Images from AdPunch.org
These two are contemporary ads from Brazil, made by a marketing firm to advertise dark and white chocolate. Even for an industry that commonly conflates the object being sold with the one selling it, these are incredibly explicit. There is NO distinction at all here between the chocolate and the woman. She is chocolate. She is made of chocolate. The boundary between who we are as persons with lives and loves and goals and talents, and this food that gives us momentary satisfaction - that has been erased, eroded, it no longer exists. We are literally what we eat.
Lest we think that chocolate is unimportant here, that this is just another feminist analysis of the use of the female form, let us remember that it would be very difficult to do the same thing with broccoli.
No, chocolate is also central. It is central because of its social value. It means something to us, beyond its function as a food.
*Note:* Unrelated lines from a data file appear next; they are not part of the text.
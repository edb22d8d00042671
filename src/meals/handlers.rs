use axum::{
    extract::{Path, State},
    http::{HeaderMap, StatusCode},
    routing::{get, post},
    Json, Router,
};
use tracing::instrument;
use uuid::Uuid;

use super::dto::{CreateMealRequest, DeleteMealResponse, MealResponse, MealsListResponse};
use super::error::MealError;
use super::repo_types::{MealPatch, MealRecord, NewMeal};
use super::stats::StatsReport;
use crate::state::AppState;

// --- public routers ---

pub fn read_routes() -> Router<AppState> {
    Router::new()
        .route("/meals", get(list_meals))
        .route("/meals/stats", get(meal_stats))
        .route("/meals/:id", get(get_meal))
}

pub fn write_routes() -> Router<AppState> {
    Router::new()
        .route("/meals", post(create_meal))
        .route("/meals/manual", post(create_meal_manual))
        .route("/meals/:id", axum::routing::put(update_meal).delete(delete_meal))
}

// --- handlers ---

#[instrument(skip(state))]
pub async fn list_meals(
    State(state): State<AppState>,
) -> Result<Json<MealsListResponse>, MealError> {
    let meals = state.meals.list_all().await?;
    Ok(Json(MealsListResponse {
        total_count: meals.len(),
        meals,
    }))
}

#[instrument(skip(state))]
pub async fn get_meal(
    State(state): State<AppState>,
    Path(id): Path<Uuid>,
) -> Result<Json<MealRecord>, MealError> {
    state
        .meals
        .get(id)
        .await?
        .map(Json)
        .ok_or(MealError::NotFound(id))
}

/// POST /meals { "name": "2 Chapati" } -> estimated nutrition, 201
#[instrument(skip(state, body))]
pub async fn create_meal(
    State(state): State<AppState>,
    Json(body): Json<CreateMealRequest>,
) -> Result<(StatusCode, HeaderMap, Json<MealResponse>), MealError> {
    let meal = state.meals.create_with_estimation(&body.name).await?;
    Ok(created(meal, "Meal analyzed and saved successfully"))
}

/// POST /meals/manual { "name": ..., "calories": ..., ... }, 201
#[instrument(skip(state, body))]
pub async fn create_meal_manual(
    State(state): State<AppState>,
    Json(body): Json<NewMeal>,
) -> Result<(StatusCode, HeaderMap, Json<MealResponse>), MealError> {
    let meal = state.meals.create_manual(body).await?;
    Ok(created(meal, "Meal saved successfully"))
}

#[instrument(skip(state, patch))]
pub async fn update_meal(
    State(state): State<AppState>,
    Path(id): Path<Uuid>,
    Json(patch): Json<MealPatch>,
) -> Result<Json<MealResponse>, MealError> {
    let meal = state
        .meals
        .update(id, patch)
        .await?
        .ok_or(MealError::NotFound(id))?;
    Ok(Json(MealResponse {
        meal,
        message: "Meal updated successfully".into(),
    }))
}

#[instrument(skip(state))]
pub async fn delete_meal(
    State(state): State<AppState>,
    Path(id): Path<Uuid>,
) -> Result<Json<DeleteMealResponse>, MealError> {
    if !state.meals.delete(id).await? {
        return Err(MealError::NotFound(id));
    }
    Ok(Json(DeleteMealResponse {
        message: "Meal deleted successfully".into(),
        meal_id: id,
    }))
}

#[instrument(skip(state))]
pub async fn meal_stats(State(state): State<AppState>) -> Result<Json<StatsReport>, MealError> {
    Ok(Json(state.meals.statistics().await?))
}

fn created(meal: MealRecord, message: &str) -> (StatusCode, HeaderMap, Json<MealResponse>) {
    let mut headers = HeaderMap::new();
    if let Ok(location) = format!("/api/v1/meals/{}", meal.id).parse() {
        headers.insert(axum::http::header::LOCATION, location);
    }
    (
        StatusCode::CREATED,
        headers,
        Json(MealResponse {
            meal,
            message: message.into(),
        }),
    )
}
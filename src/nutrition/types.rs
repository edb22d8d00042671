use serde::{Deserialize, Serialize};
use sqlx::FromRow;

/// One of the seven tracked nutrients.
#[derive(Debug, Clone, Copy, PartialEq, Eq, Serialize, Deserialize)]
#[serde(rename_all = "lowercase")]
pub enum Nutrient {
    Calories,
    Protein,
    Fats,
    Carbohydrates,
    Fiber,
    Sugar,
    Sodium,
}

impl Nutrient {
    pub const ALL: [Nutrient; 7] = [
        Nutrient::Calories,
        Nutrient::Protein,
        Nutrient::Fats,
        Nutrient::Carbohydrates,
        Nutrient::Fiber,
        Nutrient::Sugar,
        Nutrient::Sodium,
    ];

    /// JSON key / column name.
    pub const fn key(self) -> &'static str {
        match self {
            Nutrient::Calories => "calories",
            Nutrient::Protein => "protein",
            Nutrient::Fats => "fats",
            Nutrient::Carbohydrates => "carbohydrates",
            Nutrient::Fiber => "fiber",
            Nutrient::Sugar => "sugar",
            Nutrient::Sodium => "sodium",
        }
    }

    /// Inclusive upper bound; the lower bound is always 0.
    pub const fn max(self) -> f64 {
        match self {
            Nutrient::Calories => 5000.0,
            Nutrient::Protein => 200.0,
            Nutrient::Fats => 200.0,
            Nutrient::Carbohydrates => 500.0,
            Nutrient::Fiber => 100.0,
            Nutrient::Sugar => 200.0,
            Nutrient::Sodium => 5000.0,
        }
    }

    pub fn in_range(self, value: f64) -> bool {
        value.is_finite() && (0.0..=self.max()).contains(&value)
    }
}

impl std::fmt::Display for Nutrient {
    fn fmt(&self, f: &mut std::fmt::Formatter<'_>) -> std::fmt::Result {
        f.write_str(self.key())
    }
}

/// Nutrient profile of a meal. `None` means unknown, never zero.
#[derive(Debug, Clone, Copy, Default, PartialEq, Serialize, Deserialize, FromRow)]
pub struct Nutrients {
    pub calories: Option<f64>,      // kcal
    pub protein: Option<f64>,       // g
    pub fats: Option<f64>,          // g
    pub carbohydrates: Option<f64>, // g
    pub fiber: Option<f64>,         // g
    pub sugar: Option<f64>,         // g
    pub sodium: Option<f64>,        // mg
}

/// Transient result of an estimation; merged into a new meal before storing.
pub type NutritionEstimate = Nutrients;

impl Nutrients {
    pub fn get(&self, nutrient: Nutrient) -> Option<f64> {
        match nutrient {
            Nutrient::Calories => self.calories,
            Nutrient::Protein => self.protein,
            Nutrient::Fats => self.fats,
            Nutrient::Carbohydrates => self.carbohydrates,
            Nutrient::Fiber => self.fiber,
            Nutrient::Sugar => self.sugar,
            Nutrient::Sodium => self.sodium,
        }
    }

    pub fn set(&mut self, nutrient: Nutrient, value: Option<f64>) {
        let slot = match nutrient {
            Nutrient::Calories => &mut self.calories,
            Nutrient::Protein => &mut self.protein,
            Nutrient::Fats => &mut self.fats,
            Nutrient::Carbohydrates => &mut self.carbohydrates,
            Nutrient::Fiber => &mut self.fiber,
            Nutrient::Sugar => &mut self.sugar,
            Nutrient::Sodium => &mut self.sodium,
        };
        *slot = value;
    }

    pub fn is_empty(&self) -> bool {
        Nutrient::ALL.iter().all(|n| self.get(*n).is_none())
    }

    /// First present value outside its bounds, if any.
    pub fn first_out_of_range(&self) -> Option<(Nutrient, f64)> {
        Nutrient::ALL
            .iter()
            .filter_map(|n| self.get(*n).map(|v| (*n, v)))
            .find(|(n, v)| !n.in_range(*v))
    }
}
use std::time::Duration;

use async_trait::async_trait;
use reqwest::Client;
use serde::{Deserialize, Serialize};
use tracing::{debug, error, instrument};

use super::error::EstimationError;

pub const DEFAULT_MODEL: &str = "gemini-1.5-flash";
pub const DEFAULT_BASE_URL: &str = "https://generativelanguage.googleapis.com/v1beta";

/// Single-shot text completion: prompt in, free text out.
#[async_trait]
pub trait TextGenerator: Send + Sync {
    async fn generate(&self, prompt: &str) -> Result<String, EstimationError>;
}

// --- Gemini wire types ---

#[derive(Debug, Serialize)]
struct GenerateRequest<'a> {
    contents: [Content<'a>; 1],
}

#[derive(Debug, Serialize)]
struct Content<'a> {
    role: &'static str,
    parts: [Part<'a>; 1],
}

#[derive(Debug, Serialize)]
struct Part<'a> {
    text: &'a str,
}

#[derive(Debug, Deserialize)]
struct GenerateResponse {
    candidates: Option<Vec<Candidate>>,
    error: Option<ApiError>,
}

#[derive(Debug, Deserialize)]
struct Candidate {
    content: Option<CandidateContent>,
}

#[derive(Debug, Deserialize)]
struct CandidateContent {
    #[serde(default)]
    parts: Vec<CandidatePart>,
}

#[derive(Debug, Deserialize)]
struct CandidatePart {
    text: Option<String>,
}

#[derive(Debug, Deserialize)]
struct ApiError {
    message: String,
}

/// Google Generative Language API client.
pub struct GeminiClient {
    api_key: String,
    model: String,
    base_url: String,
    client: Client,
}

impl GeminiClient {
    pub fn new(
        api_key: impl Into<String>,
        model: impl Into<String>,
        base_url: impl Into<String>,
        timeout: Duration,
    ) -> Result<Self, EstimationError> {
        let client = Client::builder().timeout(timeout).build()?;
        Ok(Self {
            api_key: api_key.into(),
            model: model.into(),
            base_url: base_url.into().trim_end_matches('/').to_string(),
            client,
        })
    }

    fn url(&self) -> String {
        format!("{}/models/{}:generateContent", self.base_url, self.model)
    }

    fn extract_text(body: GenerateResponse) -> Result<String, EstimationError> {
        if let Some(err) = body.error {
            return Err(EstimationError::Transport(err.message));
        }
        let text: String = body
            .candidates
            .unwrap_or_default()
            .into_iter()
            .next()
            .and_then(|c| c.content)
            .map(|c| c.parts.into_iter().filter_map(|p| p.text).collect())
            .unwrap_or_default();
        if text.trim().is_empty() {
            return Err(EstimationError::EmptyResponse);
        }
        Ok(text)
    }
}

#[async_trait]
impl TextGenerator for GeminiClient {
    #[instrument(skip(self, prompt), fields(model = %self.model))]
    async fn generate(&self, prompt: &str) -> Result<String, EstimationError> {
        let request = GenerateRequest {
            contents: [Content {
                role: "user",
                parts: [Part { text: prompt }],
            }],
        };

        let response = self
            .client
            .post(self.url())
            .query(&[("key", self.api_key.as_str())])
            .json(&request)
            .send()
            .await?;

        let status = response.status();
        let body = response.text().await?;
        if !status.is_success() {
            let message = serde_json::from_str::<GenerateResponse>(&body)
                .ok()
                .and_then(|r| r.error)
                .map_or(body, |e| e.message);
            error!(%status, %message, "gemini api error");
            return Err(EstimationError::Transport(format!(
                "gemini api error ({status}): {message}"
            )));
        }

        let parsed: GenerateResponse = serde_json::from_str(&body).map_err(|e| {
            error!(error = %e, "undecodable gemini response");
            EstimationError::Transport(format!("undecodable gemini response: {e}"))
        })?;
        debug!("gemini response received");
        Self::extract_text(parsed)
    }
}

#[cfg(test)]
mod tests {
    use super::*;

    fn response(json: &str) -> GenerateResponse {
        serde_json::from_str(json).unwrap()
    }

    #[test]
    fn joins_text_parts_of_first_candidate() {
        let body = response(
            r#"{"candidates":[{"content":{"parts":[{"text":"{\"calories\":"},{"text":" 120}"}]}},
                              {"content":{"parts":[{"text":"ignored"}]}}]}"#,
        );
        assert_eq!(GeminiClient::extract_text(body).unwrap(), "{\"calories\": 120}");
    }

    #[test]
    fn missing_candidates_is_empty_response() {
        let body = response(r#"{"candidates":[]}"#);
        assert!(matches!(
            GeminiClient::extract_text(body),
            Err(EstimationError::EmptyResponse)
        ));
        let body = response(r#"{"candidates":[{"finishReason":"SAFETY"}]}"#);
        assert!(matches!(
            GeminiClient::extract_text(body),
            Err(EstimationError::EmptyResponse)
        ));
    }

    #[test]
    fn embedded_error_is_transport() {
        let body = response(r#"{"error":{"message":"quota exceeded","code":429}}"#);
        match GeminiClient::extract_text(body) {
            Err(EstimationError::Transport(msg)) => assert_eq!(msg, "quota exceeded"),
            other => panic!("unexpected {other:?}"),
        }
    }

    #[test]
    fn url_has_no_double_slash() {
        let client = GeminiClient::new(
            "k",
            DEFAULT_MODEL,
            "http://localhost:9/v1beta/",
            Duration::from_secs(1),
        )
        .unwrap();
        assert_eq!(
            client.url(),
            "http://localhost:9/v1beta/models/gemini-1.5-flash:generateContent"
        );
    }

    #[tokio::test]
    async fn unreachable_host_is_transport_error() {
        let client = GeminiClient::new(
            "k",
            DEFAULT_MODEL,
            "http://127.0.0.1:9",
            Duration::from_secs(2),
        )
        .unwrap();
        let err = client.generate("Meal: toast").await.unwrap_err();
        assert!(matches!(err, EstimationError::Transport(_)));
    }
}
Love, romance, indulgence. Reward and comfort. It is our friend and companion and caretaker when we are in need.
This is not a new idea. This Cadbury ad, taken from a 1928 postcard, does the same thing, only in a more sexually muted fashion:
Image from Flickr
I love this ad. I love it because it is freaking hilarious. LOOK AT WHERE THE MILK IS COMING FROM. Directly from this woman's breasts! It is practically pouring out of her nipples.
On first glance, students on Thursday said that they saw a mom in a kitchen, preparing chocolate for her family, whom she loves. It gave them, they said, the sense that Mom made chocolate, although they knew this not to be really true.
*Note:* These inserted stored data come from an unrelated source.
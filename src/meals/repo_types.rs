use serde::{Deserialize, Deserializer, Serialize};
use sqlx::FromRow;
use time::OffsetDateTime;
use uuid::Uuid;

use crate::nutrition::{Nutrient, Nutrients};

pub const NAME_MAX_CHARS: usize = 200;

/// Meal row as stored.
#[derive(Debug, Clone, PartialEq, Serialize, Deserialize, FromRow)]
pub struct MealRecord {
    pub id: Uuid,
    pub name: String,
    #[serde(flatten)]
    #[sqlx(flatten)]
    pub nutrients: Nutrients,
    #[serde(with = "time::serde::rfc3339")]
    pub created_at: OffsetDateTime,
    #[serde(with = "time::serde::rfc3339")]
    pub updated_at: OffsetDateTime,
}

/// Fields for a new meal. The store assigns `id` when it is `None`.
#[derive(Debug, Clone, Default, Deserialize)]
pub struct NewMeal {
    #[serde(skip)]
    pub id: Option<Uuid>,
    pub name: String,
    #[serde(flatten)]
    pub nutrients: Nutrients,
}

impl NewMeal {
    pub fn new(name: impl Into<String>, nutrients: Nutrients) -> Self {
        Self {
            id: None,
            name: name.into(),
            nutrients,
        }
    }

    /// Trimmed copy if the name and every present nutrient are acceptable.
    pub fn validated(mut self) -> Result<Self, String> {
        self.name = validate_name(&self.name)?;
        check_nutrients(&self.nutrients)?;
        Ok(self)
    }
}

/// Partial update. Outer `None` leaves a field alone; for nutrients
/// `Some(None)` clears the value back to unknown.
#[derive(Debug, Clone, Default, PartialEq, Deserialize)]
pub struct MealPatch {
    #[serde(default)]
    pub name: Option<String>,
    #[serde(default, deserialize_with = "double_option")]
    pub calories: Option<Option<f64>>,
    #[serde(default, deserialize_with = "double_option")]
    pub protein: Option<Option<f64>>,
    #[serde(default, deserialize_with = "double_option")]
    pub fats: Option<Option<f64>>,
    #[serde(default, deserialize_with = "double_option")]
    pub carbohydrates: Option<Option<f64>>,
    #[serde(default, deserialize_with = "double_option")]
    pub fiber: Option<Option<f64>>,
    #[serde(default, deserialize_with = "double_option")]
    pub sugar: Option<Option<f64>>,
    #[serde(default, deserialize_with = "double_option")]
    pub sodium: Option<Option<f64>>,
}

// Present-but-null must stay distinguishable from absent.
fn double_option<'de, D>(de: D) -> Result<Option<Option<f64>>, D::Error>
where
    D: Deserializer<'de>,
{
    Option::<f64>::deserialize(de).map(Some)
}

impl MealPatch {
    pub fn nutrient(&self, nutrient: Nutrient) -> Option<Option<f64>> {
        match nutrient {
            Nutrient::Calories => self.calories,
            Nutrient::Protein => self.protein,
            Nutrient::Fats => self.fats,
            Nutrient::Carbohydrates => self.carbohydrates,
            Nutrient::Fiber => self.fiber,
            Nutrient::Sugar => self.sugar,
            Nutrient::Sodium => self.sodium,
        }
    }

    pub fn is_empty(&self) -> bool {
        self.name.is_none() && Nutrient::ALL.iter().all(|n| self.nutrient(*n).is_none())
    }

    /// Whole patch is checked up front so it applies entirely or not at all.
    pub fn validated(mut self) -> Result<Self, String> {
        if let Some(name) = self.name.take() {
            self.name = Some(validate_name(&name)?);
        }
        for nutrient in Nutrient::ALL {
            if let Some(Some(value)) = self.nutrient(nutrient) {
                check_value(nutrient, value)?;
            }
        }
        Ok(self)
    }

    /// Overwrite only the supplied fields of `record`.
    pub fn apply_to(&self, record: &mut MealRecord) {
        if let Some(name) = &self.name {
            record.name = name.clone();
        }
        for nutrient in Nutrient::ALL {
            if let Some(value) = self.nutrient(nutrient) {
                record.nutrients.set(nutrient, value);
            }
        }
    }
}

pub fn validate_name(raw: &str) -> Result<String, String> {
    let name = raw.trim();
    if name.is_empty() {
        return Err("name must not be empty".into());
    }
    if name.chars().count() > NAME_MAX_CHARS {
        return Err(format!("name must be at most {NAME_MAX_CHARS} characters"));
    }
    Ok(name.to_string())
}

fn check_value(nutrient: Nutrient, value: f64) -> Result<(), String> {
    if nutrient.in_range(value) {
        Ok(())
    } else {
        Err(format!(
            "{nutrient} must be between 0 and {}, got {value}",
            nutrient.max()
        ))
    }
}

pub fn check_nutrients(nutrients: &Nutrients) -> Result<(), String> {
    match nutrients.first_out_of_range() {
        Some((nutrient, value)) => check_value(nutrient, value),
        None => Ok(()),
    }
}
When we looked more carefully, we could see that in fact the ad went further: that this woman was pouring out her own breast milk into the nice Cadbury bar, which she will then serve to her family - all of them: husband, kids, sisters, aunties, grandmama. No matter how old they are, everyone can partake of the lovely, milky bar of the breast. Talk about a comfort food.
When I sat down to write this morning, I thought I might do a post about Halloween. I read the morning chocolate news and the first thing that came up was a warning about keeping the dog away from Halloween candy. But then there were these pictures of Heidi Klum, and I could not take my eyes off them.
For they are the same kind of image, even though they are not advertisements per se. They are selling something - maybe Heidi's own image-dependent career/industry? Maybe the dream of women who want to be models or fashion designers or married to a humble rock star? Frankly, I don't know what was going through her mind when she made these pictures.
Heidi Klum images from TheHollywoodGossip.com
Except that in a culture that finds it so easy to conflate women and chocolate, these images seem as if they make sense. Women love chocolate. Men often admit to loving it too. We all love Heidi Klum. Put them all together - yum!
Only not yum. To me, all the images here have a certain creepiness about them, even though they are aesthetically also pleasing. The ads that show women made of melting chocolate recall a Dalian sense of impermanence and chaos, the 1920s ad the straight jacket of suburban housewifery.
The photos of Heidi Klum covered in chocolate are also nerve-wracking. It just looks so goddamn uncomfortable. I think, write, love, and eat chocolate every day of my life, and yet I never want to be as covered in chocolate as Heidi Klum is in these pictures. Chocolate in my hair, getting all over my contacts, running down my back, glommed up in my armpits and bellybutton? No thanks.
Because what on god's good earth can Heidi Klum do in such a state? Nothing at all, except be looked at, desired, available to be literally eaten. It is the ultimate in passivity and, to my mind, forces together two things that really ought to stay quite separate: chocolate, which we eat, and a woman, who can actually go out and do a whole lot else with her waking hours.
I personally would rather eat a piece of chocolate and not have to think about it running down someone else's body. Isn't chocolate good enough to stand on its own? Do we really need Heidi Klum to colonize chocolate for us to enjoy it? No, I think we do not. There is enough room in the world for both to be as nature meant them.